08. 09. 2023
Single-cell gene expression analysis of developing craniofacial region
Lecturer: Erika Hudáčová, M.Sc. / Department of Developmental Biology
The seminar will take place on 2. 11. 2023 from 2 p.m. in the Turquoise Auditorium of the IEM CAS.
Annotation: In vertebrates, the skull is composed of various skeletal elements originating from cranial neural crest cells (CNCCs). CNCCs are responsible for the formation of the cranium vault, frontonasal prominence, upper and lower jaw, hyoid bone, external ear and middle ear. The morphogenesis of the craniofacial region encompasses a number of processes, from epithelial-mesenchymal induction and mesenchymal condensation to endochondral or intramembranous ossification. However, the molecular and genetic pathways regulating cranial cartilage shaping and growth during embryogenesis are poorly understood.

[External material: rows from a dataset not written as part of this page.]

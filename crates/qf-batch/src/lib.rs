#![deny(missing_docs)]
#![doc = "Batch-parallel survey of real quadratic field invariants: enumeration, dispatch and output."]

/// Sequential batch controller.
pub mod batch;
/// Parallel oracle dispatch over a scoped worker pool.
pub mod dispatch;
/// Squarefree candidate enumeration.
pub mod enumerate;
/// Canonical hashing helpers.
pub mod hash;
/// Run parameters and their YAML form.
pub mod params;
/// Run reports and output verification.
pub mod report;
/// Canonical JSON serde helpers.
pub mod serde;
/// Batch file writers and readers.
pub mod writer;

pub use batch::{run, run_from_path, Batch, BatchPlan};
pub use dispatch::{dispatch, DispatchOpts, DispatchOutcome, FailurePolicy, OracleFailure};
pub use enumerate::{candidates, take_fields, Candidates};
pub use params::{load_params, OutputSpec, RunParams, Sizing};
pub use report::{verify_run, BatchReport, RunReport, VerifySummary, RUN_REPORT_FILE};
pub use writer::{
    batch_file_name, failures_file_name, read_batch, read_batch_csv, render_batch, write_batch,
    write_failures, OutputFormat, WriteOpts,
};
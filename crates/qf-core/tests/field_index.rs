use qf_core::{is_squarefree, FieldIndex, InvariantRecord, Invariants, QfError};
use proptest::prelude::*;

fn naive_squarefree(n: u64) -> bool {
    (2..=n).take_while(|k| k * k <= n).all(|k| n % (k * k) != 0)
}

#[test]
fn small_squarefree_values() {
    let found: Vec<u64> = (2..20).filter(|&n| is_squarefree(n)).collect();
    assert_eq!(found, vec![2, 3, 5, 6, 7, 10, 11, 13, 14, 15, 17, 19]);
    assert!(!is_squarefree(0));
    assert!(is_squarefree(1));
}

#[test]
fn field_index_rejects_inadmissible_values() {
    for value in [0u64, 1, 4, 8, 9, 12, 18, 50] {
        match FieldIndex::new(value) {
            Err(QfError::Range(_)) => {}
            other => panic!("{value}: unexpected {other:?}"),
        }
    }
    assert!(FieldIndex::new(FieldIndex::MAX + 1).is_err());
    assert_eq!(FieldIndex::new(30).expect("squarefree").get(), 30);
}

#[test]
fn field_index_serde_validates() {
    let d: FieldIndex = serde_json::from_str("15").expect("parse");
    assert_eq!(d.get(), 15);
    assert!(serde_json::from_str::<FieldIndex>("16").is_err());
    assert_eq!(serde_json::to_string(&d).expect("serialize"), "15");
}

#[test]
fn record_rows_roundtrip() {
    let record = InvariantRecord::new(
        FieldIndex::new(5).expect("index"),
        Invariants {
            discriminant: 5,
            class_number: 1,
            fundamental_unit: "1/2 + 1/2*sqrt(5)".to_string(),
            regulator: 0.48121182505960347,
            minkowski_bound: 1.118033988749895,
        },
    );
    let row = record.to_row();
    assert_eq!(row[0], "5");
    assert_eq!(row[4], "0.48121182505960347");
    let back = InvariantRecord::from_row(&row).expect("parse row");
    assert_eq!(back, record);
}

#[test]
fn record_rows_reject_bad_width() {
    let err = InvariantRecord::from_row(&["2", "8"]).unwrap_err();
    assert_eq!(err.info().code, "row-width");
}

proptest! {
    #[test]
    fn trial_division_matches_naive(n in 0u64..200_000) {
        prop_assert_eq!(is_squarefree(n), n != 0 && naive_squarefree(n));
    }
}
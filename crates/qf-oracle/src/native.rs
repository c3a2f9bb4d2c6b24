use num_bigint::BigInt;
use qf_core::errors::{ErrorInfo, QfError};
use qf_core::{FieldIndex, InvariantOracle, Invariants};
use tracing::trace;

use crate::continued::expand;
use crate::forms::narrow_class_number;

/// Field discriminant of `Q(sqrt(d))`.
pub fn discriminant(d: FieldIndex) -> i64 {
    let raw = d.get() as i64;
    if raw % 4 == 1 {
        raw
    } else {
        4 * raw
    }
}

/// Minkowski bound `sqrt(|d_K|) / 2` for a real quadratic field.
pub fn minkowski_bound(discriminant: i64) -> f64 {
    (discriminant.unsigned_abs() as f64).sqrt() / 2.0
}

/// Exact in-process oracle.
#[derive(Debug, Clone, Copy, Default)]
pub struct NativeOracle;

impl NativeOracle {
    /// Creates the oracle.
    pub fn new() -> Self {
        Self
    }
}

impl InvariantOracle for NativeOracle {
    fn name(&self) -> &str {
        "native"
    }

    fn invariants(&self, d: FieldIndex) -> Result<Invariants, QfError> {
        let disc = discriminant(d);
        let expansion = expand(d)?;
        let narrow = narrow_class_number(disc)?;
        let norm = expansion.unit.norm().unwrap_or_default();
        let class_number = if norm == BigInt::from(-1) {
            narrow
        } else if narrow % 2 == 0 {
            narrow / 2
        } else {
            return Err(QfError::Oracle(
                ErrorInfo::new("class-number-parity", "narrow class number must be even")
                    .with_context("d", d.to_string())
                    .with_context("narrow", narrow.to_string()),
            ));
        };
        trace!(d = d.get(), period = expansion.period, class_number, "field computed");
        Ok(Invariants {
            discriminant: disc,
            class_number,
            fundamental_unit: expansion.unit.to_string(),
            regulator: expansion.regulator,
            minkowski_bound: minkowski_bound(disc),
        })
    }
}
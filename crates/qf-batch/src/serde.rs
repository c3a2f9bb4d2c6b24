//! JSON and YAML encoding of run artifacts.
//!
//! Run reports, JSON batch files and parameter hashes go through
//! [`to_canonical_json_bytes`], which emits compact JSON with every object's
//! keys in lexicographic order. Identical values therefore hash identically.

use std::mem;

use qf_core::errors::{ErrorInfo, QfError};
use serde::{de::DeserializeOwned, Serialize};
use serde_json::Value;

fn encoding_error(code: &str, err: impl ToString) -> QfError {
    QfError::Serde(ErrorInfo::new(code, err.to_string()))
}

fn sort_keys(value: &mut Value) {
    match value {
        Value::Object(map) => {
            let mut entries: Vec<(String, Value)> = mem::take(map).into_iter().collect();
            entries.sort_by(|left, right| left.0.cmp(&right.0));
            for (key, mut item) in entries {
                sort_keys(&mut item);
                map.insert(key, item);
            }
        }
        Value::Array(items) => items.iter_mut().for_each(sort_keys),
        _ => {}
    }
}

/// Encodes `value` as compact JSON with sorted object keys.
pub fn to_canonical_json_bytes<T: Serialize>(value: &T) -> Result<Vec<u8>, QfError> {
    let mut tree = serde_json::to_value(value).map_err(|err| encoding_error("json-encode", err))?;
    sort_keys(&mut tree);
    serde_json::to_vec(&tree).map_err(|err| encoding_error("json-encode", err))
}

/// Decodes a run report or JSON batch file.
pub fn from_json_slice<T: DeserializeOwned>(data: &[u8]) -> Result<T, QfError> {
    serde_json::from_slice(data).map_err(|err| encoding_error("json-decode", err))
}

/// Encodes run parameters as YAML.
pub fn to_yaml_string<T: Serialize>(value: &T) -> Result<String, QfError> {
    serde_yaml::to_string(value).map_err(|err| encoding_error("yaml-encode", err))
}

/// Decodes run parameters from YAML.
pub fn from_yaml_slice<T: DeserializeOwned>(data: &[u8]) -> Result<T, QfError> {
    serde_yaml::from_slice(data).map_err(|err| encoding_error("yaml-decode", err))
}
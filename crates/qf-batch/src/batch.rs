use std::fs;
use std::io::ErrorKind;
use std::path::Path;

use chrono::{SecondsFormat, Utc};
use qf_core::errors::{ErrorInfo, QfError};
use qf_core::{FieldIndex, InvariantOracle, RunProvenance};
use tracing::{debug, info};

use crate::dispatch::{dispatch, DispatchOpts};
use crate::enumerate::{candidates, take_fields};
use crate::params::{load_params, RunParams, Sizing};
use crate::report::{BatchReport, RunReport, RUN_REPORT_FILE};
use crate::serde::to_canonical_json_bytes;
use crate::writer::{batch_file_name, failures_file_name, write_batch, write_failures, WriteOpts};

fn io_error(code: &str, path: &Path, err: impl ToString) -> QfError {
    QfError::Io(
        ErrorInfo::new(code, err.to_string()).with_context("path", path.display().to_string()),
    )
}

/// One contiguous slice of the run.
#[derive(Debug, Clone, PartialEq, Eq)]
pub struct Batch {
    /// 1-based batch number.
    pub index: usize,
    /// Number of batches in the run.
    pub total: usize,
    /// First raw integer covered.
    pub start: u64,
    /// Exclusive raw upper bound.
    pub end: u64,
    /// Field indices in `[start, end)`, ascending.
    pub indices: Vec<FieldIndex>,
}

impl Batch {
    /// Progress label `"index/total"`.
    pub fn label(&self) -> String {
        format!("{}/{}", self.index, self.total)
    }
}

/// Lazily yields the batches of a run.
///
/// Each batch starts where the previous one ended; its indices are only
/// enumerated when the batch is requested.
#[derive(Debug, Clone)]
pub struct BatchPlan {
    sizing: Sizing,
    batch_size: u64,
    next_start: u64,
    remaining: u64,
    produced: usize,
    total: usize,
}

impl BatchPlan {
    /// Plans the batches of validated parameters.
    pub fn new(params: &RunParams) -> Result<Self, QfError> {
        params.validate()?;
        let batch_size = params.batch_size();
        let total = params.total_fields.div_ceil(batch_size);
        let total = usize::try_from(total).map_err(|_| {
            QfError::Range(
                ErrorInfo::new("batch-count", "too many batches")
                    .with_context("batches", total.to_string()),
            )
        })?;
        Ok(Self {
            sizing: params.sizing,
            batch_size,
            next_start: params.start,
            remaining: params.total_fields,
            produced: 0,
            total,
        })
    }

    /// Number of batches the plan yields.
    pub fn total(&self) -> usize {
        self.total
    }
}

impl Iterator for BatchPlan {
    type Item = Result<Batch, QfError>;

    fn next(&mut self) -> Option<Self::Item> {
        if self.remaining == 0 {
            return None;
        }
        let size = self.batch_size.min(self.remaining);
        let start = self.next_start;
        let (indices, end) = match self.sizing {
            Sizing::Fields => match take_fields(start, size) {
                Ok(taken) => taken,
                Err(err) => {
                    self.remaining = 0;
                    return Some(Err(err));
                }
            },
            Sizing::Raw => {
                let end = start + size;
                (candidates(start, end).collect(), end)
            }
        };
        self.remaining -= size;
        self.next_start = end;
        self.produced += 1;
        Some(Ok(Batch {
            index: self.produced,
            total: self.total,
            start,
            end,
            indices,
        }))
    }
}

/// Runs every batch of `params` through `oracle`, writing one file per batch.
///
/// Batches are processed strictly one after another. `progress` is called
/// after each batch file has been written. On error the run stops; files of
/// completed batches stay on disk and the error names the failing batch.
/// A report left by an earlier run in the same directory is removed before
/// the first batch, so only a finished run leaves `run_report.json` behind.
pub fn run<O, F>(params: &RunParams, oracle: &O, mut progress: F) -> Result<RunReport, QfError>
where
    O: InvariantOracle + ?Sized,
    F: FnMut(&BatchReport),
{
    let params = &params.resolved();
    let plan = BatchPlan::new(params)?;
    let total = plan.total();
    let out = params.output.dir.as_path();
    fs::create_dir_all(out).map_err(|err| io_error("out-dir", out, err))?;
    let report_path = out.join(RUN_REPORT_FILE);
    remove_stale(&report_path, "run-report-remove")?;

    let provenance = RunProvenance::new(
        params.params_hash()?,
        oracle.name(),
        Utc::now().to_rfc3339_opts(SecondsFormat::Secs, true),
    )
    .with_tool("qf-batch", env!("CARGO_PKG_VERSION"));
    let opts = params.dispatch_opts();
    let write_opts = params.output.write_opts();
    info!(
        total_fields = params.total_fields,
        batches = total,
        batch_size = params.batch_size(),
        workers = opts.workers,
        oracle = oracle.name(),
        "run started"
    );

    let mut batches = Vec::with_capacity(total);
    for (position, batch) in plan.enumerate() {
        let label = format!("{}/{}", position + 1, total);
        let report = batch
            .and_then(|batch| run_batch(params, oracle, &opts, &write_opts, batch))
            .map_err(|err| err.with_context("batch", label.clone()))?;
        info!(
            batch = %label,
            records = report.records,
            failures = report.failures,
            file = %report.file,
            "batch written"
        );
        progress(&report);
        batches.push(report);
    }

    let report = RunReport::new(params.clone(), provenance, batches);
    let bytes = to_canonical_json_bytes(&report)?;
    fs::write(&report_path, bytes)
        .map_err(|err| io_error("run-report-write", &report_path, err))?;
    info!(
        records = report.total_records,
        failures = report.total_failures,
        "run finished"
    );
    Ok(report)
}

/// Loads parameters from a YAML file and runs them with the oracle they name.
pub fn run_from_path<F>(params_path: &Path, progress: F) -> Result<RunReport, QfError>
where
    F: FnMut(&BatchReport),
{
    let params = load_params(params_path)?;
    let oracle = params.oracle.build()?;
    run(&params, oracle.as_ref(), progress)
}

fn run_batch<O>(
    params: &RunParams,
    oracle: &O,
    opts: &DispatchOpts,
    write_opts: &WriteOpts,
    batch: Batch,
) -> Result<BatchReport, QfError>
where
    O: InvariantOracle + ?Sized,
{
    debug!(
        batch = %batch.label(),
        start = batch.start,
        end = batch.end,
        fields = batch.indices.len(),
        "batch planned"
    );
    let outcome = dispatch(&batch.indices, oracle, opts)?;
    let output = &params.output;
    let file = batch_file_name(&output.prefix, batch.index, batch.total, output.format);
    let sha256 = write_batch(&output.dir.join(&file), outcome.records.values(), write_opts)?;
    let name = failures_file_name(&output.prefix, batch.index, batch.total);
    let failures_path = output.dir.join(&name);
    let failures_file = if outcome.failures.is_empty() {
        remove_stale(&failures_path, "failures-remove")?;
        None
    } else {
        write_failures(&failures_path, &outcome.failures)?;
        Some(name)
    };
    Ok(BatchReport {
        index: batch.index,
        total: batch.total,
        start: batch.start,
        end: batch.end,
        fields: batch.indices.len() as u64,
        records: outcome.records.len() as u64,
        failures: outcome.failures.len() as u64,
        file,
        sha256,
        failures_file,
    })
}

fn remove_stale(path: &Path, code: &str) -> Result<(), QfError> {
    match fs::remove_file(path) {
        Ok(()) => {
            debug!(path = %path.display(), "removed stale output");
            Ok(())
        }
        Err(err) if err.kind() == ErrorKind::NotFound => Ok(()),
        Err(err) => Err(io_error(code, path, err)),
    }
}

In our research, we present Wnt1-Cre2, Meis2 conditional knock-out (cKO) mice with several craniofacial bone abnormalities resembling severe human pathologies due to improper molecular mechanisms guiding mesenchymal condensation. Using single-cell RNA sequencing, we further focus on describing the Meis2-dependent gene regulatory network involved in mesenchymal condensation. Comparison of wild-type and Meis2 cKO embryonic stages E12.5 and E13.5 reveals multiple mesenchymal cell types responsible for craniofacial formation. We have identified markers for cell type specification and positional cues in developing craniofacial regions. Furthermore, differences identified in specific cell types governing mesenchymal condensation and endochondral ossification correlate with the phenotype present in Meis2 cKO mice. Our transcriptomics data in Meis2 cKO show elevated expression of the genes involved in ossification, cell-cell adhesion and cell-extracellular matrix contact. Altogether, the identification of hitherto unknown factors controlling the growth and shape of cranial bones may potentially contribute to the mitigation or prevention of human craniofacial abnormalities.